Researchers at the University of Texas at Arlington have developed a new method for creating transparent nanoscintillators for the detection of radiation. They heated lanthanum, yttrium and oxygen nanoparticles together until they formed a transparent ceramic. This material demonstrated better energy resolution.
Dr. Wei Chen, of the University of Texas at Arlington, is lead author on a new Optics Letters paper that describes the development of a new radiation detection method. Credit: UT Arlington
The principal investigator of the study is Wei Chen, a Physics Professor and head of Security Advances Via Applied Nanotechnology (SAVANT) Center at UT Arlington. He received a $1.3 million grant to develop a new radiation detector for detecting nuclear materials that could potentially be used for terrorist activities in the U.S.
The co-principal investigator of the study, physics professor Andrew Brandt, is the SAVANT Center’s co-director. He shared his expertise in scintillator and detector technology, while Chen contributed his knowledge about behavior of nanoparticles.
Scintillator materials glow when they detect radiation. Currently, caesium iodide and sodium iodide materials are used as scintillators. The newly developed scintillator material is comparatively more stable and has a rapid luminescence decay time. This property is necessary for detection of radiation.

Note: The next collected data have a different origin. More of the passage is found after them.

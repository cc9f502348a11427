//! Calendar fetching and normalization.
//!
//! This crate turns what a calendar service returns into the events the
//! schedule shows:
//!
//! - [`CalendarProvider`] - The trait every calendar backend implements
//! - [`RawEvent`] - An event exactly as fetched
//! - [`normalize_events`] / [`sort_events`] - RawEvent to CanonicalEvent
//! - [`ProviderError`] / [`FormatError`] - What can go wrong on the way
//!
//! # Architecture
//!
//! ```text
//!    Microsoft Graph
//!          │
//!          ▼
//!   ┌───────────────┐
//!   │ GraphProvider │  CalendarProvider::fetch_day()
//!   └───────┬───────┘
//!           ▼
//!     Vec<RawEvent>
//!           │  normalize_events()  (noise, all-day, zones, participants)
//!           ▼
//!   Vec<CanonicalEvent>
//!           │  sort_events()
//!           ▼
//!   myschedule_core::render_day()
//! ```

pub mod error;
#[cfg(feature = "graph")]
pub mod graph;
pub mod normalize;
pub mod provider;
pub mod raw_event;

pub use error::{FormatError, ProviderError, ProviderErrorCode, ProviderResult};
pub use normalize::{normalize_event, normalize_events, sort_events};
pub use provider::{BoxFuture, CalendarProvider, ErrorProvider, FetchDay, StaticProvider};
pub use raw_event::{RawDateTimeZone, RawEmailAddress, RawEvent, RawLocation, RawRecipient};
//! Time handling for calendar events.
//!
//! Calendar services report a start as a timezone-naive wall-clock string
//! plus a separate zone name. This module turns that pair into an absolute
//! instant and re-expresses it in the viewer's zone. It also provides
//! [`TimeWindow`] for the fetch range and [`ScheduleDay`] for picking the day.

use chrono::{DateTime, FixedOffset, NaiveDate, NaiveDateTime, TimeZone, Utc};
use chrono_tz::Tz;
use serde::{Deserialize, Serialize};
use thiserror::Error;

/// Accepted wall-clock layout. The fractional part is optional and may have
/// any number of digits (Graph sends seven).
const WALL_CLOCK_FORMAT: &str = "%Y-%m-%dT%H:%M:%S%.f";

/// Windows zone names that calendar services report instead of IANA names.
const WINDOWS_ZONES: &[(&str, Tz)] = &[
    ("UTC", Tz::UTC),
    ("Coordinated Universal Time", Tz::UTC),
    ("GMT Standard Time", Tz::Europe__London),
    ("W. Europe Standard Time", Tz::Europe__Berlin),
    ("Romance Standard Time", Tz::Europe__Paris),
    ("Central Europe Standard Time", Tz::Europe__Budapest),
    ("Central European Standard Time", Tz::Europe__Warsaw),
    ("E. Europe Standard Time", Tz::Europe__Chisinau),
    ("FLE Standard Time", Tz::Europe__Helsinki),
    ("Eastern Standard Time", Tz::America__New_York),
    ("Central Standard Time", Tz::America__Chicago),
    ("Mountain Standard Time", Tz::America__Denver),
    ("Pacific Standard Time", Tz::America__Los_Angeles),
    ("India Standard Time", Tz::Asia__Kolkata),
    ("China Standard Time", Tz::Asia__Shanghai),
    ("Singapore Standard Time", Tz::Asia__Singapore),
    ("Tokyo Standard Time", Tz::Asia__Tokyo),
    ("AUS Eastern Standard Time", Tz::Australia__Sydney),
];

/// Errors from parsing or converting event times.
#[derive(Debug, Error, Clone, PartialEq, Eq)]
pub enum TimeError {
    /// The timestamp text is not a timezone-naive ISO-8601 date-time.
    #[error("invalid timestamp '{value}': {reason}")]
    InvalidTimestamp { value: String, reason: String },

    /// The zone name is neither an IANA name nor a known Windows name.
    #[error("unknown time zone '{0}'")]
    UnknownTimeZone(String),

    /// The wall-clock time falls into a DST gap in its zone.
    #[error("{time} does not exist in time zone {zone}")]
    NonexistentLocalTime { time: NaiveDateTime, zone: String },
}

/// Parses a timezone-naive `YYYY-MM-DDTHH:MM:SS[.fffffff]` timestamp.
///
/// Text carrying a UTC offset or a trailing `Z` is rejected rather than
/// silently reinterpreted.
pub fn parse_wall_clock(value: &str) -> Result<NaiveDateTime, TimeError> {
    NaiveDateTime::parse_from_str(value.trim(), WALL_CLOCK_FORMAT).map_err(|e| {
        TimeError::InvalidTimestamp {
            value: value.to_string(),
            reason: e.to_string(),
        }
    })
}

/// Resolves a zone name to a time zone.
///
/// IANA names are tried first, then the Windows names in [`WINDOWS_ZONES`].
pub fn parse_zone(name: &str) -> Result<Tz, TimeError> {
    let name = name.trim();
    if let Ok(tz) = name.parse::<Tz>() {
        return Ok(tz);
    }
    WINDOWS_ZONES
        .iter()
        .find(|(windows, _)| windows.eq_ignore_ascii_case(name))
        .map(|(_, tz)| *tz)
        .ok_or_else(|| TimeError::UnknownTimeZone(name.to_string()))
}

/// Interprets `naive` as wall-clock time in `origin` and re-expresses the
/// instant in `display`.
///
/// A wall-clock time that occurs twice (DST fold) resolves to the earlier
/// instant. One that never occurs (DST gap) is an error.
pub fn to_display_zone<Z: TimeZone>(
    naive: NaiveDateTime,
    origin: &Tz,
    display: &Z,
) -> Result<DateTime<FixedOffset>, TimeError> {
    let instant = origin
        .from_local_datetime(&naive)
        .earliest()
        .ok_or_else(|| TimeError::NonexistentLocalTime {
            time: naive,
            zone: origin.name().to_string(),
        })?;
    Ok(instant.with_timezone(display).fixed_offset())
}

/// Parses a raw start pair and converts it into the display zone.
pub fn localize<Z: TimeZone>(
    date_time: &str,
    zone: &str,
    display: &Z,
) -> Result<DateTime<FixedOffset>, TimeError> {
    let naive = parse_wall_clock(date_time)?;
    let origin = parse_zone(zone)?;
    to_display_zone(naive, &origin, display)
}

/// A half-open interval `[start, end)` in UTC.
#[derive(Debug, Clone, PartialEq, Eq, Serialize, Deserialize)]
pub struct TimeWindow {
    /// Start of the window (inclusive).
    pub start: DateTime<Utc>,
    /// End of the window (exclusive).
    pub end: DateTime<Utc>,
}

impl TimeWindow {
    /// Creates the window from `date`'s midnight to the next day's midnight
    /// in `tz`.
    ///
    /// In zones whose DST switch happens at midnight the first valid
    /// instant of the day is used.
    pub fn for_date<Z: TimeZone>(date: NaiveDate, tz: &Z) -> Result<Self, TimeError> {
        let next = date
            .succ_opt()
            .ok_or_else(|| TimeError::InvalidTimestamp {
                value: date.to_string(),
                reason: "date has no successor".to_string(),
            })?;
        Ok(Self {
            start: Self::start_of_day(date, tz)?,
            end: Self::start_of_day(next, tz)?,
        })
    }

    fn start_of_day<Z: TimeZone>(date: NaiveDate, tz: &Z) -> Result<DateTime<Utc>, TimeError> {
        // Midnight can fall into a DST gap; the hour after it never does.
        (0..2)
            .filter_map(|hour| date.and_hms_opt(hour, 0, 0))
            .find_map(|naive| tz.from_local_datetime(&naive).earliest())
            .map(|dt| dt.with_timezone(&Utc))
            .ok_or_else(|| TimeError::InvalidTimestamp {
                value: date.to_string(),
                reason: "no valid start of day".to_string(),
            })
    }

    /// Returns the duration of this time window.
    pub fn duration(&self) -> chrono::Duration {
        self.end - self.start
    }

    /// Checks if a datetime falls within this window.
    pub fn contains(&self, dt: DateTime<Utc>) -> bool {
        self.start <= dt && dt < self.end
    }
}

/// Which calendar day to show.
#[derive(Debug, Clone, Copy, PartialEq, Eq)]
pub enum ScheduleDay {
    Today,
    Tomorrow,
    /// An explicit date.
    On(NaiveDate),
}

impl ScheduleDay {
    /// Resolves to a concrete date relative to `today`.
    ///
    /// Returns `None` only when tomorrow would overflow the calendar.
    pub fn resolve(self, today: NaiveDate) -> Option<NaiveDate> {
        match self {
            Self::Today => Some(today),
            Self::Tomorrow => today.succ_opt(),
            Self::On(date) => Some(date),
        }
    }
}
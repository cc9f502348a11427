//! OAuth token storage.
//!
//! Tokens live in a single JSON file, written atomically and readable only
//! by the owner.

use std::fs;
use std::path::{Path, PathBuf};
use std::sync::{PoisonError, RwLock, RwLockReadGuard, RwLockWriteGuard};

use chrono::{DateTime, Duration, Utc};
use serde::{Deserialize, Serialize};
use tracing::{debug, info};

use crate::error::{ProviderError, ProviderResult};

use super::oauth::RefreshedToken;

/// Access tokens are treated as expired this long before they really are.
const EXPIRY_BUFFER_SECS: i64 = 60;

/// Prefix Microsoft puts in front of Graph scopes in token responses.
const GRAPH_RESOURCE: &str = "https://graph.microsoft.com/";

/// Scopes that are granted without being echoed back.
const IMPLICIT_SCOPES: &[&str] = &["offline_access", "openid", "profile"];

/// Information about an OAuth token set.
#[derive(Debug, Clone, Serialize, Deserialize)]
pub struct TokenInfo {
    pub access_token: String,

    pub refresh_token: Option<String>,

    /// When the access token stops being usable, buffer included.
    pub expires_at: Option<DateTime<Utc>>,

    /// The OAuth scopes that were granted.
    pub scopes: Vec<String>,

    /// When the tokens were last refreshed.
    pub last_refresh: DateTime<Utc>,
}

fn expiry(expires_in_secs: Option<i64>) -> Option<DateTime<Utc>> {
    expires_in_secs
        .map(|secs| Utc::now() + Duration::seconds(secs) - Duration::seconds(EXPIRY_BUFFER_SECS))
}

fn normalize_scope(scope: &str) -> String {
    scope
        .strip_prefix(GRAPH_RESOURCE)
        .unwrap_or(scope)
        .to_ascii_lowercase()
}

impl TokenInfo {
    /// Creates a new token info from token endpoint data.
    pub fn new(
        access_token: impl Into<String>,
        refresh_token: Option<String>,
        expires_in_secs: Option<i64>,
        scopes: Vec<String>,
    ) -> Self {
        Self {
            access_token: access_token.into(),
            refresh_token,
            expires_at: expiry(expires_in_secs),
            scopes,
            last_refresh: Utc::now(),
        }
    }

    /// Returns true if the access token is expired or about to expire.
    pub fn is_expired(&self) -> bool {
        self.expires_at.is_some_and(|expires_at| Utc::now() >= expires_at)
    }

    /// Returns true if every required scope was granted.
    ///
    /// Scopes compare case-insensitively and with or without the Graph
    /// resource prefix. `offline_access` and the OpenID scopes are never
    /// echoed back and are assumed granted.
    pub fn has_scopes(&self, required: &[String]) -> bool {
        let granted: Vec<String> = self.scopes.iter().map(|s| normalize_scope(s)).collect();
        required
            .iter()
            .map(|s| normalize_scope(s))
            .filter(|s| !IMPLICIT_SCOPES.contains(&s.as_str()))
            .all(|s| granted.contains(&s))
    }

    /// Applies the result of a refresh.
    ///
    /// A rotated refresh token replaces the stored one.
    pub fn apply_refresh(&mut self, refreshed: RefreshedToken) {
        self.access_token = refreshed.access_token;
        if let Some(refresh_token) = refreshed.refresh_token {
            self.refresh_token = Some(refresh_token);
        }
        self.expires_at = expiry(refreshed.expires_in);
        self.last_refresh = Utc::now();
    }
}

/// File-backed token storage with an in-memory copy.
#[derive(Debug)]
pub struct TokenStorage {
    path: PathBuf,
    tokens: RwLock<Option<TokenInfo>>,
}

impl TokenStorage {
    /// Creates a new token storage at the given path.
    pub fn new(path: impl Into<PathBuf>) -> Self {
        Self {
            path: path.into(),
            tokens: RwLock::new(None),
        }
    }

    fn read(&self) -> RwLockReadGuard<'_, Option<TokenInfo>> {
        self.tokens.read().unwrap_or_else(PoisonError::into_inner)
    }

    fn write(&self) -> RwLockWriteGuard<'_, Option<TokenInfo>> {
        self.tokens.write().unwrap_or_else(PoisonError::into_inner)
    }

    /// Loads tokens from disk into memory.
    ///
    /// Returns Ok(true) if tokens were loaded, Ok(false) if no tokens exist.
    pub fn load(&self) -> ProviderResult<bool> {
        if !self.path.exists() {
            debug!("no token file at {:?}", self.path);
            return Ok(false);
        }

        let content = fs::read_to_string(&self.path).map_err(|e| {
            ProviderError::configuration(format!("failed to read token file: {}", e))
        })?;

        let tokens: TokenInfo = serde_json::from_str(&content).map_err(|e| {
            ProviderError::configuration(format!(
                "failed to parse token file {}: {}",
                self.path.display(),
                e
            ))
        })?;

        debug!("loaded tokens from {:?}", self.path);
        *self.write() = Some(tokens);
        Ok(true)
    }

    fn save(&self, tokens: &TokenInfo) -> ProviderResult<()> {
        if let Some(parent) = self.path.parent() {
            fs::create_dir_all(parent).map_err(|e| {
                ProviderError::configuration(format!("failed to create token directory: {}", e))
            })?;
        }

        let content = serde_json::to_string_pretty(tokens)
            .map_err(|e| ProviderError::internal(format!("failed to serialize tokens: {}", e)))?;

        // Write next to the target, then rename over it.
        let temp_path = self.path.with_extension("json.tmp");
        fs::write(&temp_path, &content).map_err(|e| {
            ProviderError::configuration(format!("failed to write token file: {}", e))
        })?;

        #[cfg(unix)]
        {
            use std::os::unix::fs::PermissionsExt;
            fs::set_permissions(&temp_path, fs::Permissions::from_mode(0o600)).map_err(|e| {
                ProviderError::configuration(format!("failed to restrict token file: {}", e))
            })?;
        }

        fs::rename(&temp_path, &self.path).map_err(|e| {
            ProviderError::configuration(format!("failed to rename token file: {}", e))
        })?;

        debug!("saved tokens to {:?}", self.path);
        Ok(())
    }

    /// Returns a clone of the current tokens, if any.
    pub fn get(&self) -> Option<TokenInfo> {
        self.read().clone()
    }

    /// Sets new tokens and saves them to disk.
    pub fn set(&self, tokens: TokenInfo) -> ProviderResult<()> {
        self.save(&tokens)?;
        *self.write() = Some(tokens);
        Ok(())
    }

    /// Applies a refresh and saves to disk.
    pub fn apply_refresh(&self, refreshed: RefreshedToken) -> ProviderResult<()> {
        let mut tokens = self
            .get()
            .ok_or_else(|| ProviderError::internal("no tokens to update"))?;
        tokens.apply_refresh(refreshed);
        self.set(tokens)
    }

    /// Clears the stored tokens, in memory and on disk.
    pub fn clear(&self) -> ProviderResult<()> {
        *self.write() = None;
        if self.path.exists() {
            fs::remove_file(&self.path).map_err(|e| {
                ProviderError::configuration(format!("failed to remove token file: {}", e))
            })?;
            info!("removed tokens from {:?}", self.path);
        }
        Ok(())
    }

    pub fn path(&self) -> &Path {
        &self.path
    }

    /// Returns true if tokens are loaded and not expired.
    pub fn has_valid_tokens(&self) -> bool {
        self.read().as_ref().is_some_and(|t| !t.is_expired())
    }

    /// Returns true if tokens are loaded and have a refresh token.
    pub fn has_refresh_token(&self) -> bool {
        self.read()
            .as_ref()
            .is_some_and(|t| t.refresh_token.is_some())
    }

    /// Returns true if the user has to log on again: no tokens, or tokens
    /// missing one of `required_scopes`.
    pub fn needs_reauth(&self, required_scopes: &[String]) -> bool {
        match self.read().as_ref() {
            None => true,
            Some(tokens) => !tokens.has_scopes(required_scopes),
        }
    }
}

Currently, nanoparticles are embedded onto glass or clear polymers for making scintillators. This makes the material lose its transparency due to aggregation. In order to avoid aggregation and also retain transparency, the UT Arlington researchers used wet chemistry to synthesize nanoparticles. These particles were then heated to a temperature that was lower than their melting point.
Many people use this compound as a host material for lasers or other optical operations, but no one had ever tried this for radiation detection as far as we know. We used a new way to make these materials and found that they hold a lot of promise as a new direction for luminescent scintillator research.
UT Arlington Physics Professor Wei Chen
Various samples were tested and La0.2Y1.8 O3 was found to be the best among them. This material is cost-effective as it comprises less expensive rare earth elements. Further, this material demonstrated comparatively better resolution than caesium iodide or sodium iodide.
This study has been reported in a paper titled "Luminescence of La0.2Y1.8 O3 nanostructured scintillators” and has been published in Optics Letters.